Typical symptoms include:
- Cloudy, fuzzy, foggy, or filmy vision.
- Changes in the perception of colors.
- Problems driving at night because headlights seem too bright.
- Problems with glare from lamps or the sun.
- Frequent changes in your eyeglass prescription.
- Double vision.
These symptoms can also be signs of other eye problems. If you have any of them, consult an ophthalmologist for an eye examination.
How can cataracts be treated?
The natural lens of the eye that has been damaged by a cataract is surgically removed and then replaced with a clear artificial lens. During the surgery, usually done on an outpatient basis, a tiny incision is made in the eye and the cataract-damaged natural lens is removed through the incision. An artificial lens is then inserted through the same incision. Most patients have significantly improved vision after the procedure.

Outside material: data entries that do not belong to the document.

//! Raw status document, field for field.
//!
//! Every schema generation the viewer accepts is described here at once:
//! renamed keys are separate optional fields and the shape adapters in
//! [`crate::shapes`] decide which one applies.

use serde::de::{self, Deserializer, Visitor};
use serde::Deserialize;
use std::collections::BTreeMap;
use std::fmt;

/// A scalar read as text whatever its YAML type (`version: 2.5`, `"0":`)
#[derive(Debug, Clone, PartialEq, Eq, PartialOrd, Ord, Default)]
pub struct Scalar(pub String);

impl Scalar {
    pub fn as_str(&self) -> &str {
        &self.0
    }
}

impl From<Scalar> for String {
    fn from(value: Scalar) -> Self {
        value.0
    }
}

impl<'de> Deserialize<'de> for Scalar {
    fn deserialize<D>(deserializer: D) -> Result<Self, D::Error>
    where
        D: Deserializer<'de>,
    {
        struct ScalarVisitor;

        impl<'de> Visitor<'de> for ScalarVisitor {
            type Value = Scalar;

            fn expecting(&self, formatter: &mut fmt::Formatter) -> fmt::Result {
                formatter.write_str("a string, number or boolean")
            }

            fn visit_str<E: de::Error>(self, value: &str) -> Result<Scalar, E> {
                Ok(Scalar(value.to_string()))
            }

            fn visit_string<E: de::Error>(self, value: String) -> Result<Scalar, E> {
                Ok(Scalar(value))
            }

            fn visit_i64<E: de::Error>(self, value: i64) -> Result<Scalar, E> {
                Ok(Scalar(value.to_string()))
            }

            fn visit_u64<E: de::Error>(self, value: u64) -> Result<Scalar, E> {
                Ok(Scalar(value.to_string()))
            }

            fn visit_f64<E: de::Error>(self, value: f64) -> Result<Scalar, E> {
                Ok(Scalar(value.to_string()))
            }

            fn visit_bool<E: de::Error>(self, value: bool) -> Result<Scalar, E> {
                Ok(Scalar(value.to_string()))
            }
        }

        deserializer.deserialize_any(ScalarVisitor)
    }
}

/// Top level of a status report
#[derive(Debug, Deserialize, Clone, Default)]
#[serde(rename_all = "kebab-case")]
pub struct StatusDocument {
    #[serde(default)]
    pub model: Option<RawModel>,
    /// 1.x name for the model
    #[serde(default)]
    pub environment: Option<String>,
    #[serde(default)]
    pub controller: Option<ControllerRef>,
    #[serde(default)]
    pub machines: BTreeMap<Scalar, RawMachine>,
    #[serde(default)]
    pub applications: Option<BTreeMap<String, RawApplication>>,
    /// 1.x name for applications
    #[serde(default)]
    pub services: Option<BTreeMap<String, RawApplication>>,
}

/// `controller:` is either a bare name or a mapping
#[derive(Debug, Deserialize, Clone)]
#[serde(untagged)]
pub enum ControllerRef {
    Name(String),
    Info(RawController),
}

impl ControllerRef {
    pub fn name(&self) -> Option<&str> {
        match self {
            ControllerRef::Name(name) => Some(name),
            ControllerRef::Info(info) => info.name.as_deref(),
        }
    }

    pub fn timestamp(&self) -> Option<&str> {
        match self {
            ControllerRef::Name(_) => None,
            ControllerRef::Info(info) => info.timestamp.as_deref(),
        }
    }
}

#[derive(Debug, Deserialize, Clone, Default)]
pub struct RawController {
    #[serde(default)]
    pub name: Option<String>,
    /// Time of day only, e.g. `"10:15:00Z"`
    #[serde(default)]
    pub timestamp: Option<String>,
}

#[derive(Debug, Deserialize, Clone)]
#[serde(rename_all = "kebab-case")]
pub struct RawModel {
    pub name: String,
    #[serde(rename = "type", default)]
    pub model_type: Option<String>,
    #[serde(default)]
    pub controller: Option<ControllerRef>,
    #[serde(default)]
    pub cloud: Option<String>,
    #[serde(default)]
    pub region: Option<String>,
    #[serde(default)]
    pub version: Option<Scalar>,
    #[serde(default)]
    pub model_status: Option<RawStatus>,
    #[serde(default)]
    pub meter_status: Option<RawMeterStatus>,
    #[serde(default)]
    pub sla: Option<String>,
}

/// Nested status block shared by every entity
#[derive(Debug, Deserialize, Clone)]
pub struct RawStatus {
    pub current: String,
    #[serde(default)]
    pub message: Option<String>,
    #[serde(default)]
    pub since: Option<String>,
    #[serde(default)]
    pub version: Option<Scalar>,
}

#[derive(Debug, Deserialize, Clone)]
pub struct RawMeterStatus {
    pub color: String,
    #[serde(default)]
    pub message: Option<String>,
}

#[derive(Debug, Deserialize, Clone)]
#[serde(rename_all = "kebab-case")]
pub struct RawMachine {
    #[serde(default)]
    pub juju_status: Option<RawStatus>,
    #[serde(default)]
    pub agent_status: Option<RawStatus>,
    #[serde(default)]
    pub agent_state: Option<String>,
    #[serde(default)]
    pub agent_state_info: Option<String>,
    #[serde(default)]
    pub agent_version: Option<Scalar>,
    #[serde(default)]
    pub dns_name: Option<String>,
    #[serde(default)]
    pub ip_addresses: Vec<String>,
    pub instance_id: Scalar,
    #[serde(default)]
    pub machine_status: Option<RawStatus>,
    /// 1.x flat machine status
    #[serde(default)]
    pub instance_state: Option<String>,
    #[serde(default)]
    pub series: Option<String>,
    #[serde(default)]
    pub constraints: Option<String>,
    #[serde(default)]
    pub hardware: Option<String>,
    #[serde(default)]
    pub network_interfaces: BTreeMap<String, RawInterface>,
    #[serde(default)]
    pub containers: BTreeMap<Scalar, RawMachine>,
}

#[derive(Debug, Deserialize, Clone)]
#[serde(rename_all = "kebab-case")]
pub struct RawInterface {
    #[serde(default)]
    pub ip_addresses: Vec<String>,
    pub mac_address: String,
    #[serde(default)]
    pub gateway: Option<String>,
    #[serde(default)]
    pub space: Option<String>,
    pub is_up: bool,
}

#[derive(Debug, Deserialize, Clone)]
#[serde(rename_all = "kebab-case")]
pub struct RawApplication {
    pub charm: String,
    #[serde(default)]
    pub series: Option<String>,
    #[serde(default)]
    pub os: Option<String>,
    #[serde(default)]
    pub version: Option<Scalar>,
    #[serde(default)]
    pub charm_origin: Option<String>,
    #[serde(default)]
    pub charm_name: Option<String>,
    #[serde(default)]
    pub charm_rev: Option<i64>,
    #[serde(default)]
    pub can_upgrade_to: Option<String>,
    pub exposed: bool,
    #[serde(default)]
    pub application_status: Option<RawStatus>,
    /// 1.x name for application-status
    #[serde(default)]
    pub service_status: Option<RawStatus>,
    #[serde(default)]
    pub relations: BTreeMap<String, Vec<RawRelationPeer>>,
    #[serde(default)]
    pub endpoint_bindings: BTreeMap<String, Option<String>>,
    #[serde(default)]
    pub units: BTreeMap<String, RawUnit>,
}

/// Relation partner: a bare application name, or the detailed form newer
/// agents write
#[derive(Debug, Deserialize, Clone)]
#[serde(untagged)]
pub enum RawRelationPeer {
    Name(String),
    Detailed {
        #[serde(rename = "related-application")]
        related_application: String,
    },
}

impl RawRelationPeer {
    pub fn application(&self) -> &str {
        match self {
            RawRelationPeer::Name(name) => name,
            RawRelationPeer::Detailed {
                related_application,
            } => related_application,
        }
    }
}

/// Principal and subordinate units share one layout
#[derive(Debug, Deserialize, Clone)]
#[serde(rename_all = "kebab-case")]
pub struct RawUnit {
    #[serde(default)]
    pub workload_status: Option<RawStatus>,
    #[serde(default)]
    pub juju_status: Option<RawStatus>,
    #[serde(default)]
    pub agent_status: Option<RawStatus>,
    #[serde(default)]
    pub agent_state: Option<String>,
    #[serde(default)]
    pub agent_state_info: Option<String>,
    #[serde(default)]
    pub agent_version: Option<Scalar>,
    #[serde(default)]
    pub machine: Option<Scalar>,
    #[serde(default)]
    pub public_address: Option<String>,
    #[serde(default)]
    pub open_ports: Vec<Scalar>,
    #[serde(default)]
    pub leader: bool,
    #[serde(default)]
    pub upgrading_from: Option<String>,
    #[serde(default)]
    pub subordinates: BTreeMap<String, RawUnit>,
}

#[cfg(test)]
mod tests {
    use super::*;

    #[test]
    fn test_scalar_accepts_numbers() {
        let raw: BTreeMap<Scalar, Scalar> = serde_yaml::from_str("0: 2.5\n1: true\n").unwrap();
        let pairs: Vec<_> = raw
            .iter()
            .map(|(k, v)| (k.as_str(), v.as_str()))
            .collect();
        assert_eq!(pairs, [("0", "2.5"), ("1", "true")]);
    }

    #[test]
    fn test_controller_ref_shapes() {
        let bare: ControllerRef = serde_yaml::from_str("lxd-controller").unwrap();
        assert_eq!(bare.name(), Some("lxd-controller"));
        assert_eq!(bare.timestamp(), None);

        let mapping: ControllerRef = serde_yaml::from_str("timestamp: 10:15:00Z").unwrap();
        assert_eq!(mapping.name(), None);
        assert_eq!(mapping.timestamp(), Some("10:15:00Z"));
    }

    #[test]
    fn test_relation_peer_shapes() {
        let yaml = "db:\n- wordpress\n- related-application: keystone\n  interface: mysql\n";
        let relations: BTreeMap<String, Vec<RawRelationPeer>> = serde_yaml::from_str(yaml).unwrap();
        let peers: Vec<_> = relations["db"].iter().map(|p| p.application()).collect();
        assert_eq!(peers, ["wordpress", "keystone"]);
    }

    #[test]
    fn test_missing_required_field_is_rejected() {
        let yaml = "charm: cs:mysql-58\n";
        let err = serde_yaml::from_str::<RawApplication>(yaml).unwrap_err();
        assert!(err.to_string().contains("exposed"));
    }
}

The treatment for this condition is a procedure called a YAG laser capsulotomy, which is named for the material used to generate the laser energy (yttrium-aluminum-garnet). The doctor uses a laser (light) beam to make a small opening in the capsule through which light can pass unimpeded. This surgery is painless and does not require a hospital stay. Most people see well after a YAG capsulotomy. Your doctor will discuss the risks with you.
What are the benefits of cataract surgery?
Cataract surgery restores quality vision for millions of patients each year. Good vision is vital to an enjoyable lifestyle. Numerous research studies show that cataract surgery restores quality-of-life functions including reading, working, moving around, hobbies, safety, self-confidence, independence, daytime and nighttime driving, community and social activities, mental health, and overall life satisfaction.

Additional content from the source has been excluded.